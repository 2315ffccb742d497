//! Bishop move generation.

use crate::game_state::chess_types::*;
use crate::game_state::position::Position;
use crate::moves::sliding_moves::generate_sliding_moves;

pub const BISHOP_DIRECTIONS: [(i8, i8); 4] = [(1, 1), (-1, 1), (1, -1), (-1, -1)];

#[inline]
pub fn generate_bishop_moves(position: &Position, piece: &Piece, out: &mut Vec<Square>) {
    generate_sliding_moves(position, piece, &BISHOP_DIRECTIONS, out);
}

#[cfg(test)]
mod tests {
    use super::generate_bishop_moves;
    use crate::game_state::chess_types::*;
    use crate::game_state::position::Position;
    use crate::utils::algebraic::algebraic_to_square as sq;

    #[test]
    fn bishop_on_open_d4_reaches_thirteen_squares() {
        let mut position = Position::empty();
        let bishop = Piece::new(Color::Light, PieceKind::Bishop, sq("d4").unwrap());
        position.place(bishop);
        let mut out = Vec::new();
        generate_bishop_moves(&position, &bishop, &mut out);
        assert_eq!(out.len(), 13);
    }

    #[test]
    fn bishop_blocker_stops_ray() {
        let mut position = Position::empty();
        let bishop = Piece::new(Color::Light, PieceKind::Bishop, sq("c1").unwrap());
        position.place(bishop);
        position.place(Piece::new(Color::Dark, PieceKind::Knight, sq("e3").unwrap()));
        position.place(Piece::new(Color::Light, PieceKind::Pawn, sq("b2").unwrap()));

        let mut out = Vec::new();
        generate_bishop_moves(&position, &bishop, &mut out);

        assert!(out.contains(&sq("e3").unwrap()));
        assert!(!out.contains(&sq("f4").unwrap()));
        assert!(!out.contains(&sq("b2").unwrap()));
        assert_eq!(out.len(), 2);
    }
}
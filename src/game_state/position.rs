//! Board representation and the single movement choke point.
//!
//! `Position` is a total 64-square mapping plus the one-ply en-passant target.
//! Every relocation in the crate, whether from the controller, the legality
//! filter, or the search, goes through [`Position::move_piece`].

use crate::game_state::chess_rules::{back_rank, pawn_start_rank, BACK_RANK_ORDER};
use crate::game_state::chess_types::*;

#[derive(Debug, Clone, PartialEq, Eq)]
pub struct Position {
    squares: [Option<Piece>; 64],
    en_passant_target: Option<Square>,
}

impl Default for Position {
    fn default() -> Self {
        Self::empty()
    }
}

impl Position {
    #[inline]
    pub fn empty() -> Self {
        Self {
            squares: [None; 64],
            en_passant_target: None,
        }
    }

    /// Standard initial setup with every piece unmoved.
    pub fn starting() -> Self {
        let mut position = Self::empty();
        for color in [Color::Light, Color::Dark] {
            for (file, kind) in BACK_RANK_ORDER.iter().enumerate() {
                if let Some(square) = Square::new(file as i8, back_rank(color) as i8) {
                    position.place(Piece::new(color, *kind, square));
                }
                if let Some(square) = Square::new(file as i8, pawn_start_rank(color) as i8) {
                    position.place(Piece::new(color, PieceKind::Pawn, square));
                }
            }
        }
        position
    }

    /// Put `piece` on its own square, replacing any occupant.
    #[inline]
    pub fn place(&mut self, piece: Piece) {
        self.squares[piece.square.index()] = Some(piece);
    }

    #[inline]
    pub fn remove(&mut self, square: Square) -> Option<Piece> {
        self.squares[square.index()].take()
    }

    #[inline]
    pub fn piece_at(&self, square: Square) -> Option<Piece> {
        self.squares[square.index()]
    }

    #[inline]
    pub(crate) fn piece_at_mut(&mut self, square: Square) -> Option<&mut Piece> {
        self.squares[square.index()].as_mut()
    }

    #[inline]
    pub fn is_empty(&self, square: Square) -> bool {
        self.squares[square.index()].is_none()
    }

    /// Occupied squares in `a1..h8` order.
    pub fn pieces(&self) -> impl Iterator<Item = Piece> + '_ {
        self.squares.iter().filter_map(|slot| *slot)
    }

    pub fn pieces_of(&self, color: Color) -> Vec<Piece> {
        self.pieces().filter(|piece| piece.color == color).collect()
    }

    #[inline]
    pub fn piece_count(&self) -> usize {
        self.pieces().count()
    }

    pub fn king_square(&self, color: Color) -> Option<Square> {
        self.pieces()
            .find(|piece| piece.color == color && piece.kind == PieceKind::King)
            .map(|piece| piece.square)
    }

    #[inline]
    pub fn en_passant_target(&self) -> Option<Square> {
        self.en_passant_target
    }

    #[inline]
    pub fn set_en_passant_target(&mut self, target: Option<Square>) {
        self.en_passant_target = target;
    }

    /// Square of the pawn an en-passant capture onto `target` removes.
    #[inline]
    pub fn en_passant_victim_square(mover: Color, target: Square) -> Option<Square> {
        target.offset(0, -mover.pawn_direction())
    }

    /// Relocate the piece on `from` to `to` with no legality check.
    ///
    /// A pawn landing on the en-passant target also removes the pawn it
    /// passed. The target is then cleared, or set to the skipped square when
    /// this was a two-rank pawn advance. Moved flags, castling rooks and
    /// promotion belong to the caller.
    pub fn move_piece(&mut self, from: Square, to: Square) {
        let Some(mut piece) = self.squares[from.index()].take() else {
            debug_assert!(false, "move_piece called on empty square {from}");
            return;
        };

        if piece.kind == PieceKind::Pawn && self.en_passant_target == Some(to) {
            if let Some(victim) = Self::en_passant_victim_square(piece.color, to) {
                if matches!(self.piece_at(victim), Some(p) if p.kind == PieceKind::Pawn) {
                    self.squares[victim.index()] = None;
                }
            }
        }

        piece.square = to;
        self.squares[to.index()] = Some(piece);

        self.en_passant_target = None;
        if piece.kind == PieceKind::Pawn && from.rank().abs_diff(to.rank()) == 2 {
            self.en_passant_target = Square::new(to.file() as i8, ((from.rank() + to.rank()) / 2) as i8);
        }
    }
}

+-------+

* What is needed: Pull each line that includes the word "removes" out of the material above.

* The completed task:
    /// Square of the pawn an en-passant capture onto `target` removes.
    /// A pawn landing on the en-passant target also removes the pawn it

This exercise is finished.